#[cfg(test)]
mod tests {
    use super::*;
    use wiremock::matchers::{body_partial_json, header, method, path};
    use wiremock::{Mock, MockServer, ResponseTemplate};

    fn create_test_engine(mock_server: &MockServer, profile: CloudVoiceProfile) -> GoogleCloudTtsEngine {
        let config = CloudTtsConfig {
            endpoint: format!("{}/v1/text:synthesize", mock_server.uri()),
            timeout_ms: 2000,
            pitch: 2.0,
            ..Default::default()
        };
        GoogleCloudTtsEngine::new(profile, config).unwrap()
    }

    fn credentials() -> Credentials {
        Credentials::new().with(GOOGLE_CLOUD_API_KEY, "test-api-key")
    }

    fn audio_response(bytes: &[u8]) -> serde_json::Value {
        serde_json::json!({ "audioContent": STANDARD.encode(bytes) })
    }

    mod language_tests {
        use super::*;

        #[test]
        fn infers_language_from_prefix() {
            assert_eq!(language_code_for("ja-JP-Neural2-B", "en-US"), "ja-JP");
            assert_eq!(language_code_for("en-GB-Wavenet-A", "ja-JP"), "en-GB");
            assert_eq!(language_code_for("cmn-CN-Wavenet-A", "ja-JP"), "cmn-CN");
        }

        #[test]
        fn falls_back_without_prefix() {
            assert_eq!(language_code_for("Kore", "ja-JP"), "ja-JP");
            assert_eq!(language_code_for("ja-JP", "en-US"), "en-US");
            assert_eq!(language_code_for("JA-jp-Neural2-B", "en-US"), "en-US");
        }
    }

    mod synthesis_tests {
        use super::*;

        #[tokio::test]
        async fn synthesize_success() {
            let mock_server = MockServer::start().await;

            Mock::given(method("POST"))
                .and(path("/v1/text:synthesize"))
                .and(header("x-goog-api-key", "test-api-key"))
                .and(body_partial_json(serde_json::json!({
                    "input": {"text": "こんにちは"},
                    "voice": {"name": "ja-JP-Neural2-C", "languageCode": "ja-JP"},
                    "audioConfig": {"audioEncoding": "MP3", "speakingRate": 1.25, "pitch": 2.0}
                })))
                .respond_with(ResponseTemplate::new(200).set_body_json(audio_response(b"ID3audio")))
                .expect(1)
                .mount(&mock_server)
                .await;

            let engine = create_test_engine(&mock_server, STANDARD_VOICES);
            let clips = engine
                .synthesize("こんにちは", "ja-JP-Neural2-C", 1.25, &credentials())
                .await
                .unwrap();

            assert_eq!(clips.len(), 1);
            assert_eq!(clips[0].format(), AudioFormat::Mp3);
            assert_eq!(clips[0].engine_id(), "google_cloud_tts");
            assert_eq!(std::fs::read(clips[0].path()).unwrap(), b"ID3audio");
        }

        #[tokio::test]
        async fn chirp_voices_omit_pitch() {
            let mock_server = MockServer::start().await;

            Mock::given(method("POST"))
                .and(path("/v1/text:synthesize"))
                .respond_with(ResponseTemplate::new(200).set_body_json(audio_response(b"ID3")))
                .expect(1)
                .mount(&mock_server)
                .await;

            let engine = create_test_engine(&mock_server, CHIRP_VOICES);
            engine
                .synthesize("hello", "", 1.0, &credentials())
                .await
                .unwrap();

            let requests = mock_server.received_requests().await.unwrap();
            let body: serde_json::Value = serde_json::from_slice(&requests[0].body).unwrap();
            assert!(body["audioConfig"].get("pitch").is_none());
            assert_eq!(body["voice"]["name"], "ja-JP-Chirp3-HD-Aoede");
        }

        #[tokio::test]
        async fn speaking_rate_is_clamped() {
            let mock_server = MockServer::start().await;

            Mock::given(method("POST"))
                .and(path("/v1/text:synthesize"))
                .and(body_partial_json(serde_json::json!({
                    "audioConfig": {"speakingRate": 4.0}
                })))
                .respond_with(ResponseTemplate::new(200).set_body_json(audio_response(b"ID3")))
                .expect(1)
                .mount(&mock_server)
                .await;

            let engine = create_test_engine(&mock_server, STANDARD_VOICES);
            let result = engine
                .synthesize("hello", "en-US-Neural2-F", 9.0, &credentials())
                .await;

            assert!(result.is_ok());
        }

        #[tokio::test]
        async fn missing_credential_makes_no_request() {
            let mock_server = MockServer::start().await;

            Mock::given(method("POST"))
                .respond_with(ResponseTemplate::new(200).set_body_json(audio_response(b"ID3")))
                .expect(0)
                .mount(&mock_server)
                .await;

            let engine = create_test_engine(&mock_server, STANDARD_VOICES);
            let result = engine
                .synthesize("hello", "ja-JP-Neural2-B", 1.0, &Credentials::new())
                .await;

            assert!(matches!(result, Err(SynthesisError::MissingCredential { .. })));
        }

        #[tokio::test]
        async fn unauthorized_is_auth_rejected() {
            let mock_server = MockServer::start().await;

            Mock::given(method("POST"))
                .and(path("/v1/text:synthesize"))
                .respond_with(ResponseTemplate::new(401).set_body_json(serde_json::json!({
                    "error": {"code": 401, "message": "API key not valid", "status": "UNAUTHENTICATED"}
                })))
                .expect(1)
                .mount(&mock_server)
                .await;

            let engine = create_test_engine(&mock_server, STANDARD_VOICES);
            let result = engine
                .synthesize("hello", "ja-JP-Neural2-B", 1.0, &credentials())
                .await;

            assert!(matches!(result, Err(SynthesisError::AuthRejected { status: 401 })));
        }

        #[tokio::test]
        async fn missing_audio_content_is_malformed() {
            let mock_server = MockServer::start().await;

            Mock::given(method("POST"))
                .and(path("/v1/text:synthesize"))
                .respond_with(ResponseTemplate::new(200).set_body_json(serde_json::json!({})))
                .mount(&mock_server)
                .await;

            let engine = create_test_engine(&mock_server, STANDARD_VOICES);
            let result = engine
                .synthesize("hello", "ja-JP-Neural2-B", 1.0, &credentials())
                .await;

            assert!(matches!(result, Err(SynthesisError::MalformedResponse(_))));
        }

        #[tokio::test]
        async fn non_json_body_is_malformed() {
            let mock_server = MockServer::start().await;

            Mock::given(method("POST"))
                .and(path("/v1/text:synthesize"))
                .respond_with(ResponseTemplate::new(200).set_body_string("<html>oops</html>"))
                .mount(&mock_server)
                .await;

            let engine = create_test_engine(&mock_server, STANDARD_VOICES);
            let result = engine
                .synthesize("hello", "ja-JP-Neural2-B", 1.0, &credentials())
                .await;

            assert!(matches!(result, Err(SynthesisError::MalformedResponse(_))));
        }

        #[tokio::test]
        async fn empty_audio_content_is_empty_result() {
            let mock_server = MockServer::start().await;

            Mock::given(method("POST"))
                .and(path("/v1/text:synthesize"))
                .respond_with(
                    ResponseTemplate::new(200).set_body_json(serde_json::json!({"audioContent": ""})),
                )
                .mount(&mock_server)
                .await;

            let engine = create_test_engine(&mock_server, STANDARD_VOICES);
            let result = engine
                .synthesize("hello", "ja-JP-Neural2-B", 1.0, &credentials())
                .await;

            assert!(matches!(result, Err(SynthesisError::EmptyResult)));
        }

        #[tokio::test]
        async fn wav_encoding_requests_linear16() {
            let mock_server = MockServer::start().await;

            Mock::given(method("POST"))
                .and(body_partial_json(serde_json::json!({
                    "audioConfig": {"audioEncoding": "LINEAR16"}
                })))
                .respond_with(ResponseTemplate::new(200).set_body_json(audio_response(b"RIFF")))
                .expect(1)
                .mount(&mock_server)
                .await;

            let config = CloudTtsConfig {
                endpoint: mock_server.uri(),
                audio_encoding: AudioFormat::Wav,
                ..Default::default()
            };
            let engine = GoogleCloudTtsEngine::new(STANDARD_VOICES, config).unwrap();
            let clips = engine
                .synthesize("hello", "en-US-Neural2-F", 1.0, &credentials())
                .await
                .unwrap();

            assert_eq!(clips[0].format(), AudioFormat::Wav);
        }
    }

    #[test]
    fn descriptor_requires_credential_not_probe() {
        let engine = GoogleCloudTtsEngine::new(CHIRP_VOICES, CloudTtsConfig::default()).unwrap();
        let descriptor = engine.descriptor();

        assert_eq!(descriptor.id, "google_cloud_chirp");
        assert_eq!(descriptor.credential.as_deref(), Some(GOOGLE_CLOUD_API_KEY));
        assert!(!descriptor.requires_availability_probe);
        assert_eq!(descriptor.cost_tier, CostTier::Paid);
        assert_eq!(descriptor.max_text_length, 5000);
        assert_eq!(descriptor.length_unit, crate::text::LengthUnit::Bytes);
    }

    #[tokio::test]
    async fn lists_profile_voices() {
        let engine = GoogleCloudTtsEngine::new(STANDARD_VOICES, CloudTtsConfig::default()).unwrap();
        let voices = engine.list_voices().await;

        assert_eq!(voices.first().map(String::as_str), Some("ja-JP-Neural2-B"));
        assert_eq!(voices.len(), STANDARD_VOICES.voices.len());
    }
}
------------------------------------------------
■ **PROBLEM REQUIREMENTS**
What is needed is a copy of every line above in which "speakingRate" appears.

■ **ANSWER SECTION**
                    "audioConfig": {"audioEncoding": "MP3", "speakingRate": 1.25, "pitch": 2.0}
                    "audioConfig": {"speakingRate": 4.0}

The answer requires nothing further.